----- RECORDS TO USE

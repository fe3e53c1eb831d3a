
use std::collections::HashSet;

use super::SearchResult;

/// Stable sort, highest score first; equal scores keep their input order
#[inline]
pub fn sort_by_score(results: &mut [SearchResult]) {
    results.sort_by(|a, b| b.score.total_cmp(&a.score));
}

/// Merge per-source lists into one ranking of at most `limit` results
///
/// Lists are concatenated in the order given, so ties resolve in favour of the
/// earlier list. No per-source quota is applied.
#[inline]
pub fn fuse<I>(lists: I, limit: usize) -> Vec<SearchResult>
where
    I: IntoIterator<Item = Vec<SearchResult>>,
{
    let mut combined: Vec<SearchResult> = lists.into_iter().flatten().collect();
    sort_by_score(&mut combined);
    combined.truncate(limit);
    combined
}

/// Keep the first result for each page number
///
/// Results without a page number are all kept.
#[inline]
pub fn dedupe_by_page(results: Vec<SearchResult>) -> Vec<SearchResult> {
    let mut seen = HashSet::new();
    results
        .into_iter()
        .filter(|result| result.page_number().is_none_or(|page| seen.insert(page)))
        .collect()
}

----------

• _WORK REQUIRED_
All of the material must be given again, exactly as it appears above.

• _RESPONSE TO THE TASK_
repository fe3e53c1eb831d3a

use std::collections::HashSet;

use super::SearchResult;

/// Stable sort, highest score first; equal scores keep their input order
#[inline]
pub fn sort_by_score(results: &mut [SearchResult]) {
    results.sort_by(|a, b| b.score.total_cmp(&a.score));
}

/// Merge per-source lists into one ranking of at most `limit` results
///
/// Lists are concatenated in the order given, so ties resolve in favour of the
/// earlier list. No per-source quota is applied.
#[inline]
pub fn fuse<I>(lists: I, limit: usize) -> Vec<SearchResult>
where
    I: IntoIterator<Item = Vec<SearchResult>>,
{
    let mut combined: Vec<SearchResult> = lists.into_iter().flatten().collect();
    sort_by_score(&mut combined);
    combined.truncate(limit);
    combined
}

/// Keep the first result for each page number
///
/// Results without a page number are all kept.
#[inline]
pub fn dedupe_by_page(results: Vec<SearchResult>) -> Vec<SearchResult> {
    let mut seen = HashSet::new();
    results
        .into_iter()
        .filter(|result| result.page_number().is_none_or(|page| seen.insert(page)))
        .collect()
}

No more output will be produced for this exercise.